The space agency and Boeing blamed the delay on certification issues with the capsule’s parachute system and other checks on Starliner’s components and capabilities, as well as scheduling constraints with other missions scheduled to fly to and from the International Space Station (ISS).
Steve Stich, NASA’s program manager for the commercial crew program, told reporters that NASA and Boeing were to conduct an additional ground test of the parachute system, as well as a test of the abort system. Starliner. Stress testing of the flight and guidance, navigation and control systems and additional testing with the crew is to be completed by the end of this month.
“The Starliner spacecraft is in very good condition,” Stich told reporters at a press conference Wednesday, adding that it was “mostly ready for flight.”
Some of the additional tests resulted from Boeing engineers discovering an error in one of Starliner’s components.

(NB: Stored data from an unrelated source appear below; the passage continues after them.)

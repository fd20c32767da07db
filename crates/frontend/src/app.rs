use crate::layout::global_context::AppGlobalContext;
use crate::layout::Shell;
use crate::routes::routes::ActivePage;
use leptos::prelude::*;

#[component]
pub fn App() -> impl IntoView {
    // Application state is provided through context, never through module
    // singletons, so pages stay testable in isolation.
    provide_context(AppGlobalContext::new());

    view! {
        <Shell center=|| view! { <ActivePage /> }.into_any() />
    }
}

“We fixed that. It was pretty simple to do with a minor modification to the vehicle,” Mark Nappi, Boeing’s Starliner program manager, said Wednesday. “However, we want to make sure that this same condition does not exist anywhere else. Part of these tests therefore consists in validating that this was an isolated case.
The CST-100 Starliner mission was scheduled to launch in April, but was pushed back to May last week to accommodate Axiom Space’s Ax-2 private spaceflight mission to the ISS.

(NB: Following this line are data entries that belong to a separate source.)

use contracts::domain::a005_sms_template::{SmsTemplate, UpdateSmsTemplateRequest};
use leptos::prelude::*;
use thaw::{Button, ButtonAppearance, ButtonSize};

use crate::domain::a005_sms_template::api;
use crate::shared::icons::icon;

/// Working copy of the template being edited.
#[derive(Clone)]
struct TemplateDraft {
    id: String,
    title: String,
    body: String,
    is_active: bool,
}

impl TemplateDraft {
    fn from_template(template: &SmsTemplate) -> Self {
        Self {
            id: template.id.clone(),
            title: template.title.clone(),
            body: template.body.clone(),
            is_active: template.is_active,
        }
    }
}

/// SMS template settings: template list with one inline editor at a time.
#[component]
#[allow(non_snake_case)]
pub fn SmsTemplatesPage() -> impl IntoView {
    let templates = RwSignal::new(Vec::<SmsTemplate>::new());
    let draft = RwSignal::new(None::<TemplateDraft>);
    let (loading, set_loading) = signal(true);
    let (saving, set_saving) = signal(false);
    let (error, set_error) = signal::<Option<String>>(None);
    let (notice, set_notice) = signal::<Option<String>>(None);

    let fetch = move || {
        set_loading.set(true);
        wasm_bindgen_futures::spawn_local(async move {
            match api::fetch_templates().await {
                Ok(list) => {
                    templates.set(list);
                    set_error.set(None);
                }
                Err(e) => set_error.set(Some(e)),
            }
            set_loading.set(false);
        });
    };
    fetch();

    let handle_save = move || {
        if saving.get_untracked() {
            return;
        }
        let Some(current) = draft.get_untracked() else {
            return;
        };
        // Validate on a copy of the stored template with the edits applied.
        let Some(mut edited) = templates
            .with_untracked(|list| list.iter().find(|t| t.id == current.id).cloned())
        else {
            return;
        };
        edited.title = current.title.clone();
        edited.body = current.body.clone();
        edited.is_active = current.is_active;
        if let Err(e) = edited.validate() {
            set_error.set(Some(e));
            return;
        }

        set_saving.set(true);
        set_error.set(None);
        let update = UpdateSmsTemplateRequest {
            title: current.title.clone(),
            body: current.body.clone(),
            is_active: current.is_active,
        };
        let id = current.id.clone();
        wasm_bindgen_futures::spawn_local(async move {
            match api::update_template(&id, &update).await {
                Ok(()) => {
                    templates.update(|list| {
                        if let Some(t) = list.iter_mut().find(|t| t.id == id) {
                            t.title = update.title.clone();
                            t.body = update.body.clone();
                            t.is_active = update.is_active;
                        }
                    });
                    draft.set(None);
                    set_notice.set(Some("Template saved".to_string()));
                    leptos::task::spawn_local(async move {
                        gloo_timers::future::TimeoutFuture::new(2000).await;
                        set_notice.set(None);
                    });
                }
                // Edits stay in the form so the operator can retry.
                Err(e) => set_error.set(Some(e)),
            }
            set_saving.set(false);
        });
    };

    view! {
        <div class="page">
            <div class="header">
                <div class="header__content">
                    <h1 class="header__title">{"SMS templates"}</h1>
                    <p class="header__subtitle">
                        {"Texts sent to customers on request decisions. Placeholders in {braces} are filled in automatically."}
                    </p>
                </div>
                <div class="header__actions">
                    <button
                        class="button button--secondary"
                        on:click=move |_| fetch()
                        disabled=move || saving.get()
                    >
                        {icon("refresh")}
                        {"Reload"}
                    </button>
                </div>
            </div>

            {move || error.get().map(|e| view! {
                <div class="warning-box" style="background: var(--color-error-50); border-color: var(--color-error-100);">
                    <span class="warning-box__icon" style="color: var(--color-error);">"⚠"</span>
                    <span class="warning-box__text" style="color: var(--color-error);">{e}</span>
                </div>
            })}

            {move || notice.get().map(|n| view! {
                <div class="notice-box">
                    {icon("check")}
                    <span>{n}</span>
                </div>
            })}

            <Show when=move || !loading.get() fallback=|| view! { <div class="page__loading">{"Loading..."}</div> }>
                <div class="card-list">
                    {move || templates.get().into_iter().map(|template| {
                        let id = template.id.clone();
                        let is_editing = {
                            let id = id.clone();
                            move || draft.with(|d| d.as_ref().map(|d| d.id == id).unwrap_or(false))
                        };
                        let start_edit = {
                            let template = template.clone();
                            move |_| draft.set(Some(TemplateDraft::from_template(&template)))
                        };
                        view! {
                            <div class="card">
                                <div class="card__header">
                                    <div class="card__title-group">
                                        <span class="card__title">{template.title.clone()}</span>
                                        <span class="card__subtitle">{template.key.clone()}</span>
                                    </div>
                                    <span class={if template.is_active { "badge badge--success" } else { "badge" }}>
                                        {if template.is_active { "Active" } else { "Inactive" }}
                                    </span>
                                    <Show when={let is_editing = is_editing.clone(); move || !is_editing()}>
                                        <Button
                                            size=ButtonSize::Small
                                            appearance=ButtonAppearance::Secondary
                                            on_click=start_edit.clone()
                                        >
                                            {"Edit"}
                                        </Button>
                                    </Show>
                                </div>

                                <Show
                                    when=is_editing.clone()
                                    fallback={
                                        let body = template.body.clone();
                                        move || view! { <p class="card__body">{body.clone()}</p> }
                                    }
                                >
                                    <div class="details-form">
                                        <div class="form-group">
                                            <label>{"Title"}</label>
                                            <input
                                                type="text"
                                                prop:value=move || draft.with(|d| d.as_ref().map(|d| d.title.clone()).unwrap_or_default())
                                                on:input=move |ev| {
                                                    let value = event_target_value(&ev);
                                                    draft.update(|d| if let Some(d) = d.as_mut() { d.title = value; });
                                                }
                                            />
                                        </div>
                                        <div class="form-group">
                                            <label>{"Body"}</label>
                                            <textarea
                                                rows="4"
                                                prop:value=move || draft.with(|d| d.as_ref().map(|d| d.body.clone()).unwrap_or_default())
                                                on:input=move |ev| {
                                                    let value = event_target_value(&ev);
                                                    draft.update(|d| if let Some(d) = d.as_mut() { d.body = value; });
                                                }
                                            ></textarea>
                                        </div>
                                        <div class="form-group">
                                            <label>
                                                <input
                                                    type="checkbox"
                                                    prop:checked=move || draft.with(|d| d.as_ref().map(|d| d.is_active).unwrap_or(false))
                                                    on:change=move |_| {
                                                        draft.update(|d| if let Some(d) = d.as_mut() { d.is_active = !d.is_active; });
                                                    }
                                                />
                                                {"Active"}
                                            </label>
                                        </div>
                                        <div class="form-group form-group--actions">
                                            <Button
                                                size=ButtonSize::Small
                                                appearance=ButtonAppearance::Primary
                                                disabled=Signal::derive(move || saving.get())
                                                on_click=move |_| handle_save()
                                            >
                                                {move || if saving.get() { "Saving..." } else { "Save" }}
                                            </Button>
                                            <Button
                                                size=ButtonSize::Small
                                                appearance=ButtonAppearance::Subtle
                                                on_click=move |_| {
                                                    draft.set(None);
                                                    set_error.set(None);
                                                }
                                            >
                                                {"Cancel"}
                                            </Button>
                                        </div>
                                    </div>
                                </Show>
                            </div>
                        }
                    }).collect_view()}
                </div>
            </Show>
        </div>
    }
}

This mission is a key part of the overall Starliner spacecraft test campaign, which NASA wants to use to regularly ferry astronauts to and from the International Space Station (ISS). If all goes according to plan, Boeing’s Starliner will join SpaceX’s Dragon capsule and Russia’s Soyuz as the only human-certified spacecraft capable of the task. Starliner’s first orbital test, an uncrewed mission, successfully docked at the ISS last May.
This upcoming crewed flight test will see Starliner carry two NASA astronauts, Barry Wilmore and Sunita Williams, to the ISS for at least eight days. While the spacecraft is docked at the station, astronauts will perform additional vehicle checks. The mission is set to launch on a United Launch Alliance Atlas V rocket from Cape Canaveral Space Force Base in Florida.

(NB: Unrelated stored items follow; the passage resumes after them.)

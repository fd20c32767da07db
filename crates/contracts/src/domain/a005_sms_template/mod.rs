pub mod aggregate;

pub use aggregate::{
    SmsTemplate, SmsTemplatesResponse, UpdateSmsTemplateRequest, UpdateSmsTemplateResponse,
};
pub mod a001_warehouse;
pub mod a002_product;
pub mod a003_inventory_count;
pub mod a004_service_request;
pub mod a005_sms_template;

If the mission is successful, NASA plans to likely certify Starliner for ISS missions. It’s been a long road for capsule development, with the Starliner program facing a myriad of issues, including a botched test mission in 2019 and many delays.
“We know what we are doing is extremely important, launching humans into space and providing NASA with the second supplier,” Nappi said. “So we will take our time and make sure everyone is confident in the work that has been done.”